Ve röportaj, ben yelkenleri tam olarak suya indirmeden başlar...
Geçenlerde programında Demet'le ilgili yaptığın espri komik miydi sence?
Ama röportaja böyle başlarsan... (Teyp kapatılır ve tekrar açılır). Bu aslında çok komik olsun diye değil, bir hareket, bir şaşkınlık olsun diye yaptığımız bir şeydi. Ayrıca Demet'in de çok hoşuna gitmiş. (GERÇEKTEN Mİ?) Ayrıca bin tane Demet var. (BU GERÇEK, peki sende kaç tane var?)
Bir kadın olarak merakımı bağışla... Bir ihtimal kırılabileceğini düşünmedin mi? Mesela benimle birlikte olsan bunu yapamazdın!
Senle olsaydım da sana göre bir espri yapardım. Herkese aynı espriyi yapmıyorum.
Radyo programı yaptığın dönemlerden, bugüne -kanalların paylaşamadığı bir Beyaz- geldin. Biraz da olsa şımardığını düşünüyor musun?
Öncelikle Eskişehir'den bugünlere geleceğimi, hele televizyon yapacağımı hiç düşünmüyordum. Eskişehir'de üniversite öğrencisiyken, gece halıların üzerine yatıp on arkadaş Cem Özer'i seyrederdik. Aklımdan 'ulan onun yerinde olsam' gibi bir şey hiç geçmezdi.

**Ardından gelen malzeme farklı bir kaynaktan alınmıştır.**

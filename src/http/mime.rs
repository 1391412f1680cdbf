//! MIME type detection module
//!
//! Returns the corresponding Content-Type based on file extension.
//! Extensions are matched case-insensitively since panoramas ship as `.JPG`.

use std::path::Path;

/// Get MIME Content-Type based on file extension
///
/// # Examples
/// ```
/// use asset_server::http::mime::get_content_type;
/// assert_eq!(get_content_type(Some("JPG")), "image/jpeg");
/// assert_eq!(get_content_type(Some("glb")), "model/gltf-binary");
/// assert_eq!(get_content_type(None), "application/octet-stream");
/// ```
pub fn get_content_type(extension: Option<&str>) -> &'static str {
    let Some(ext) = extension else {
        return "application/octet-stream";
    };

    match ext.to_ascii_lowercase().as_str() {
        // Images and textures
        "jpg" | "jpeg" => "image/jpeg",
        "png" => "image/png",
        "webp" => "image/webp",
        "gif" => "image/gif",
        "ktx2" => "image/ktx2",

        // 3D models and materials
        "glb" => "model/gltf-binary",
        "gltf" => "model/gltf+json",
        "obj" => "model/obj",
        "mtl" => "model/mtl",
        "bin" => "application/octet-stream",

        // Text
        "json" => "application/json",
        "txt" | "md" => "text/plain; charset=utf-8",

        _ => "application/octet-stream",
    }
}

/// Content-Type for a path, from its extension
pub fn content_type_for(path: &Path) -> &'static str {
    get_content_type(path.extension().and_then(|e| e.to_str()))
}
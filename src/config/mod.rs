// Configuration module entry point
// Loads the typed configuration from file, environment and defaults

mod types;

use std::net::SocketAddr;

pub use types::{
    AssetsConfig, Config, HealthConfig, HttpConfig, LoggingConfig, PerformanceConfig,
    RoutesConfig, ServerConfig,
};

/// Prefix for environment overrides, e.g. `ASSET_SERVER__ASSETS__MODEL_DIR`
const ENV_PREFIX: &str = "ASSET_SERVER";

impl Config {
    /// Load configuration from specified file path (without extension)
    /// The binary passes "config" (i.e. `config.toml`) when no path is given
    pub fn load_from(config_path: &str) -> Result<Self, config::ConfigError> {
        let settings = config::Config::builder()
            .add_source(config::File::with_name(config_path).required(false))
            .add_source(config::Environment::with_prefix(ENV_PREFIX).separator("__"))
            .set_default("server.host", "127.0.0.1")?
            .set_default("server.port", 5000)?
            .set_default("logging.level", "info")?
            .set_default("logging.access_log", true)?
            .set_default("logging.show_headers", false)?
            .set_default("logging.access_log_format", "combined")?
            .set_default("performance.keep_alive", true)?
            .set_default("performance.read_timeout", 30)?
            .set_default("http.server_name", "asset-server/0.1")?
            .set_default("http.enable_cors", true)?
            .set_default("http.max_body_size", 1_048_576)? // 1MB
            .set_default("assets.resources_dir", "./Resources")?
            .set_default("assets.panorama_dir", "Equiretangular")?
            .set_default("assets.model_dir", "Modelos")?
            .set_default("assets.sort_entries", false)?
            .build()?;

        settings.try_deserialize()
    }

    pub fn get_socket_addr(&self) -> Result<SocketAddr, String> {
        format!("{}:{}", self.server.host, self.server.port)
            .parse()
            .map_err(|e| format!("Invalid address: {e}"))
    }
}
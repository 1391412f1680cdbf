//! Request handler module
//!
//! Routes requests to the catalog listing and asset serving handlers.

pub mod assets;
pub mod listing;
pub mod router;

// Re-export main entry point
pub use router::handle_request;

Bu arada Beyaz, Televole'nin genel kültür sorularına karşı da oldukça hazırlıklı. Ekmeğin 110 bin lira olduğundan adı gibi emin.
Annesiyle katıldığı kına gecelerinde darbuka çalarmış. Ve bunları anlattığı ortamlarda herkese sempatik göründüğü gibi bir saplantısı var. Ama şunu belirtmeliyim ki, Beyaz hakkındaki fikirlerimizin değişmesinde kına alemleri çok etkili olmadı.
İşte sempatimi kazanmasında kına gecesinden daha etkili bir cümle. Beyaz açıkyürekli, ama aynı zamanda sempatik bir tavırla hayatının en çekilmez yanını özetliyor:
"24 saat Banu Alkan konuğunmuş gibi yaşayamazsın." Ve gerçekten mütevazı bir Beyaz var karşımızda: "Bence Cem Yılmaz komik." "Yılmaz Erdoğan'ın ise inanılmaz bir kelime hazinesi var." Kendini ise şöyle tanımladı: "Ben ise daha orta yolcu bir adamım, biraz daha çileye hitap eden biriyim."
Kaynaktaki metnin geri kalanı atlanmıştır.